/---
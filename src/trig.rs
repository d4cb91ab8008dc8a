//! Sine and inverse sine evaluation for the tone oscillators.
//!
//! The synthesizer only needs three operations: `sin` to compute a pulse
//! width, `asin` to re-phase the incoming oscillator on a tone change, and the
//! sign of the cosine to know whether the outgoing wave was rising or falling.
//! They are provided through the [`Trig`] strategy so targets can trade flash
//! for cycles:
//!
//! - [`LibmTrig`]: calls straight into `libm`
//! - [`SineTable`]: quarter-wave lookup table with linear interpolation

use core::f32::consts::{FRAC_PI_2, PI, TAU};

/// Trigonometric backend used by the waveform synthesizer.
pub trait Trig {
    /// `sin(x)` for any finite `x` in radians.
    fn sin(&self, x: f32) -> f32;

    /// `asin(y)` in `[-π/2, π/2]`. `y` outside `[-1, 1]` is clamped.
    fn asin(&self, y: f32) -> f32;

    /// Whether `cos(x) >= 0`, i.e. whether `sin` is rising at `x`.
    fn cos_is_non_negative(&self, x: f32) -> bool;
}

/// [`Trig`] backed by the `libm` single precision routines.
#[derive(Debug, Clone, Copy, Default)]
pub struct LibmTrig;

impl Trig for LibmTrig {
    fn sin(&self, x: f32) -> f32 {
        libm::sinf(x)
    }

    fn asin(&self, y: f32) -> f32 {
        libm::asinf(y.clamp(-1.0, 1.0))
    }

    fn cos_is_non_negative(&self, x: f32) -> bool {
        libm::cosf(x) >= 0.0
    }
}

/// Number of intervals in the quarter wave table.
pub const SINE_TABLE_QUARTER_LEN: usize = 64;

/// [`Trig`] backed by a quarter-wave sine table.
///
/// The table is filled once at construction; lookups only use multiplies,
/// adds and a short binary search.
#[derive(Debug, Clone)]
pub struct SineTable {
    quarter: [f32; SINE_TABLE_QUARTER_LEN + 1],
}

impl SineTable {
    /// Builds the table.
    pub fn new() -> Self {
        let mut quarter = [0.0; SINE_TABLE_QUARTER_LEN + 1];
        for (i, v) in quarter.iter_mut().enumerate() {
            *v = libm::sinf(FRAC_PI_2 * i as f32 / SINE_TABLE_QUARTER_LEN as f32);
        }
        // Exact end points keep asin(±1) == ±π/2
        quarter[0] = 0.0;
        quarter[SINE_TABLE_QUARTER_LEN] = 1.0;
        Self { quarter }
    }

    /// Reduces `x` into `[0, 2π)`.
    fn normalize(x: f32) -> f32 {
        let r = x - TAU * libm::floorf(x / TAU);
        if r >= TAU { 0.0 } else { r }
    }

    /// Interpolated `sin` for `a` in `[0, π/2]`.
    fn quarter_sin(&self, a: f32) -> f32 {
        let pos = a / FRAC_PI_2 * SINE_TABLE_QUARTER_LEN as f32;
        let idx = (pos as usize).min(SINE_TABLE_QUARTER_LEN - 1);
        let frac = pos - idx as f32;
        self.quarter[idx] + (self.quarter[idx + 1] - self.quarter[idx]) * frac
    }
}

impl Default for SineTable {
    fn default() -> Self {
        Self::new()
    }
}

impl Trig for SineTable {
    fn sin(&self, x: f32) -> f32 {
        let a = Self::normalize(x);
        if a < FRAC_PI_2 {
            self.quarter_sin(a)
        } else if a < PI {
            self.quarter_sin(PI - a)
        } else if a < PI + FRAC_PI_2 {
            -self.quarter_sin(a - PI)
        } else {
            -self.quarter_sin(TAU - a)
        }
    }

    fn asin(&self, y: f32) -> f32 {
        let y = y.clamp(-1.0, 1.0);
        let magnitude = if y < 0.0 { -y } else { y };

        // Largest index whose value does not exceed `magnitude`
        let mut lo = 0;
        let mut hi = SINE_TABLE_QUARTER_LEN;
        while hi - lo > 1 {
            let mid = (lo + hi) / 2;
            if self.quarter[mid] <= magnitude {
                lo = mid;
            } else {
                hi = mid;
            }
        }
        let span = self.quarter[hi] - self.quarter[lo];
        let frac = if span > 0.0 {
            ((magnitude - self.quarter[lo]) / span).clamp(0.0, 1.0)
        } else {
            0.0
        };
        let angle = (lo as f32 + frac) * FRAC_PI_2 / SINE_TABLE_QUARTER_LEN as f32;
        if y < 0.0 { -angle } else { angle }
    }

    fn cos_is_non_negative(&self, x: f32) -> bool {
        let a = Self::normalize(x);
        a <= FRAC_PI_2 || a >= PI + FRAC_PI_2
    }
}
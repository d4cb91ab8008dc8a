use crate::driver::AprsDriver;
use crate::transmitter::TransmitterControl;
use crate::trig::Trig;
use embedded_hal::delay::DelayNs;

/// Runs a blocking loop that calls `tick()` on the provided driver until the
/// current transmission has finished.
///
/// This is a simple timing loop for use in environments where interrupts are unavailable
/// or undesired. It drives the AFSK modem's timing using a delay provider implementing
/// `embedded_hal::delay::DelayNs`.
///
/// # Arguments
/// - `driver`: A mutable reference to an `AprsDriver` instance.
/// - `delay`: A delay provider implementing `DelayNs`, typically from the HAL.
/// - `tick_ns`: The delay between each tick call, in nanoseconds (see
///   [`tick_period_ns`](crate::timer::tick_period_ns)).
///
/// # Returns
/// The number of ticks issued. Returns immediately with `0` when nothing is being sent.
///
/// # Example
/// ```rust,ignore
/// use aprs_afsk::timer::{run_aprs_tick_loop, tick_period_ns};
///
/// driver.send_aprs_message(source, &gps, &telemetry)?;
/// run_aprs_tick_loop(&mut driver, &mut delay, tick_period_ns(32));
/// ```
///
/// # Notes
/// - The time spent in `tick()` adds to every period; subtract it from `tick_ns` on slow cores.
/// - For more efficient or concurrent applications, prefer interrupt-driven tick scheduling.
pub fn run_aprs_tick_loop<D: DelayNs, TX, TR>(
    driver: &mut AprsDriver<TX, TR>,
    delay: &mut D,
    tick_ns: u32,
) -> usize
where
    TX: TransmitterControl,
    TR: Trig,
{
    let mut ticks = 0;
    while driver.is_sending() {
        driver.tick();
        delay.delay_ns(tick_ns);
        ticks += 1;
    }
    ticks
}
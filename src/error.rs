//! Error type shared by the encoder, the payload formatter and the driver.
//!
//! Every fallible operation in this crate returns `Result<_, AprsError>`.
//! A failure always means "nothing was transmitted": the transmitter is only
//! keyed after a frame has been built completely.

use thiserror::Error;

/// Reasons an APRS frame could not be built or sent.
#[derive(Error, Debug, Clone, Copy, PartialEq, Eq)]
#[cfg_attr(feature = "defmt-0-3", derive(defmt::Format))]
pub enum AprsError {
    /// The packed bitstream buffer ran out of room while encoding the frame.
    #[error("bitstream buffer capacity exceeded")]
    CapacityExceeded,

    /// The information field buffer is too small for the next field's worst case width.
    #[error("APRS payload buffer too small")]
    PayloadOverflow,

    /// A configuration or input value is unusable (e.g. zero ticks per symbol).
    #[error("invalid input")]
    InvalidInput,

    /// A transmission is already in progress; the request was rejected, not queued.
    #[error("transmitter busy")]
    Busy,
}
\---
• WORK TO BE COMPLETED:
Set down the complete listing once more, exactly as it stands above.

• YOUR RESPONSE:
filename src/trig.rs
repository d4cb91ab8008dc8a
//! Sine and inverse sine evaluation for the tone oscillators.
//!
//! The synthesizer only needs three operations: `sin` to compute a pulse
//! width, `asin` to re-phase the incoming oscillator on a tone change, and the
//! sign of the cosine to know whether the outgoing wave was rising or falling.
//! They are provided through the [`Trig`] strategy so targets can trade flash
//! for cycles:
//!
//! - [`LibmTrig`]: calls straight into `libm`
//! - [`SineTable`]: quarter-wave lookup table with linear interpolation

use core::f32::consts::{FRAC_PI_2, PI, TAU};

/// Trigonometric backend used by the waveform synthesizer.
pub trait Trig {
    /// `sin(x)` for any finite `x` in radians.
    fn sin(&self, x: f32) -> f32;

    /// `asin(y)` in `[-π/2, π/2]`. `y` outside `[-1, 1]` is clamped.
    fn asin(&self, y: f32) -> f32;

    /// Whether `cos(x) >= 0`, i.e. whether `sin` is rising at `x`.
    fn cos_is_non_negative(&self, x: f32) -> bool;
}

/// [`Trig`] backed by the `libm` single precision routines.
#[derive(Debug, Clone, Copy, Default)]
pub struct LibmTrig;

impl Trig for LibmTrig {
    fn sin(&self, x: f32) -> f32 {
        libm::sinf(x)
    }

    fn asin(&self, y: f32) -> f32 {
        libm::asinf(y.clamp(-1.0, 1.0))
    }

    fn cos_is_non_negative(&self, x: f32) -> bool {
        libm::cosf(x) >= 0.0
    }
}

/// Number of intervals in the quarter wave table.
pub const SINE_TABLE_QUARTER_LEN: usize = 64;

/// [`Trig`] backed by a quarter-wave sine table.
///
/// The table is filled once at construction; lookups only use multiplies,
/// adds and a short binary search.
#[derive(Debug, Clone)]
pub struct SineTable {
    quarter: [f32; SINE_TABLE_QUARTER_LEN + 1],
}

impl SineTable {
    /// Builds the table.
    pub fn new() -> Self {
        let mut quarter = [0.0; SINE_TABLE_QUARTER_LEN + 1];
        for (i, v) in quarter.iter_mut().enumerate() {
            *v = libm::sinf(FRAC_PI_2 * i as f32 / SINE_TABLE_QUARTER_LEN as f32);
        }
        // Exact end points keep asin(±1) == ±π/2
        quarter[0] = 0.0;
        quarter[SINE_TABLE_QUARTER_LEN] = 1.0;
        Self { quarter }
    }

    /// Reduces `x` into `[0, 2π)`.
    fn normalize(x: f32) -> f32 {
        let r = x - TAU * libm::floorf(x / TAU);
        if r >= TAU { 0.0 } else { r }
    }

    /// Interpolated `sin` for `a` in `[0, π/2]`.
    fn quarter_sin(&self, a: f32) -> f32 {
        let pos = a / FRAC_PI_2 * SINE_TABLE_QUARTER_LEN as f32;
        let idx = (pos as usize).min(SINE_TABLE_QUARTER_LEN - 1);
        let frac = pos - idx as f32;
        self.quarter[idx] + (self.quarter[idx + 1] - self.quarter[idx]) * frac
    }
}

impl Default for SineTable {
    fn default() -> Self {
        Self::new()
    }
}

impl Trig for SineTable {
    fn sin(&self, x: f32) -> f32 {
        let a = Self::normalize(x);
        if a < FRAC_PI_2 {
            self.quarter_sin(a)
        } else if a < PI {
            self.quarter_sin(PI - a)
        } else if a < PI + FRAC_PI_2 {
            -self.quarter_sin(a - PI)
        } else {
            -self.quarter_sin(TAU - a)
        }
    }

    fn asin(&self, y: f32) -> f32 {
        let y = y.clamp(-1.0, 1.0);
        let magnitude = if y < 0.0 { -y } else { y };

        // Largest index whose value does not exceed `magnitude`
        let mut lo = 0;
        let mut hi = SINE_TABLE_QUARTER_LEN;
        while hi - lo > 1 {
            let mid = (lo + hi) / 2;
            if self.quarter[mid] <= magnitude {
                lo = mid;
            } else {
                hi = mid;
            }
        }
        let span = self.quarter[hi] - self.quarter[lo];
        let frac = if span > 0.0 {
            ((magnitude - self.quarter[lo]) / span).clamp(0.0, 1.0)
        } else {
            0.0
        };
        let angle = (lo as f32 + frac) * FRAC_PI_2 / SINE_TABLE_QUARTER_LEN as f32;
        if y < 0.0 { -angle } else { angle }
    }

    fn cos_is_non_negative(&self, x: f32) -> bool {
        let a = Self::normalize(x);
        a <= FRAC_PI_2 || a >= PI + FRAC_PI_2
    }
}
repository d4cb91ab8008dc8a
use crate::driver::AprsDriver;
use crate::transmitter::TransmitterControl;
use crate::trig::Trig;
use embedded_hal::delay::DelayNs;

/// Runs a blocking loop that calls `tick()` on the provided driver until the
/// current transmission has finished.
///
/// This is a simple timing loop for use in environments where interrupts are unavailable
/// or undesired. It drives the AFSK modem's timing using a delay provider implementing
/// `embedded_hal::delay::DelayNs`.
///
/// # Arguments
/// - `driver`: A mutable reference to an `AprsDriver` instance.
/// - `delay`: A delay provider implementing `DelayNs`, typically from the HAL.
/// - `tick_ns`: The delay between each tick call, in nanoseconds (see
///   [`tick_period_ns`](crate::timer::tick_period_ns)).
///
/// # Returns
/// The number of ticks issued. Returns immediately with `0` when nothing is being sent.
///
/// # Example
/// ```rust,ignore
/// use aprs_afsk::timer::{run_aprs_tick_loop, tick_period_ns};
///
/// driver.send_aprs_message(source, &gps, &telemetry)?;
/// run_aprs_tick_loop(&mut driver, &mut delay, tick_period_ns(32));
/// ```
///
/// # Notes
/// - The time spent in `tick()` adds to every period; subtract it from `tick_ns` on slow cores.
/// - For more efficient or concurrent applications, prefer interrupt-driven tick scheduling.
pub fn run_aprs_tick_loop<D: DelayNs, TX, TR>(
    driver: &mut AprsDriver<TX, TR>,
    delay: &mut D,
    tick_ns: u32,
) -> usize
where
    TX: TransmitterControl,
    TR: Trig,
{
    let mut ticks = 0;
    while driver.is_sending() {
        driver.tick();
        delay.delay_ns(tick_ns);
        ticks += 1;
    }
    ticks
}
filename src/error.rs
//! Error type shared by the encoder, the payload formatter and the driver.
//!
//! Every fallible operation in this crate returns `Result<_, AprsError>`.
//! A failure always means "nothing was transmitted": the transmitter is only
//! keyed after a frame has been built completely.

use thiserror::Error;

/// Reasons an APRS frame could not be built or sent.
#[derive(Error, Debug, Clone, Copy, PartialEq, Eq)]
#[cfg_attr(feature = "defmt-0-3", derive(defmt::Format))]
pub enum AprsError {
    /// The packed bitstream buffer ran out of room while encoding the frame.
    #[error("bitstream buffer capacity exceeded")]
    CapacityExceeded,

    /// The information field buffer is too small for the next field's worst case width.
    #[error("APRS payload buffer too small")]
    PayloadOverflow,

    /// A configuration or input value is unusable (e.g. zero ticks per symbol).
    #[error("invalid input")]
    InvalidInput,

    /// A transmission is already in progress; the request was rejected, not queued.
    #[error("transmitter busy")]
    Busy,
}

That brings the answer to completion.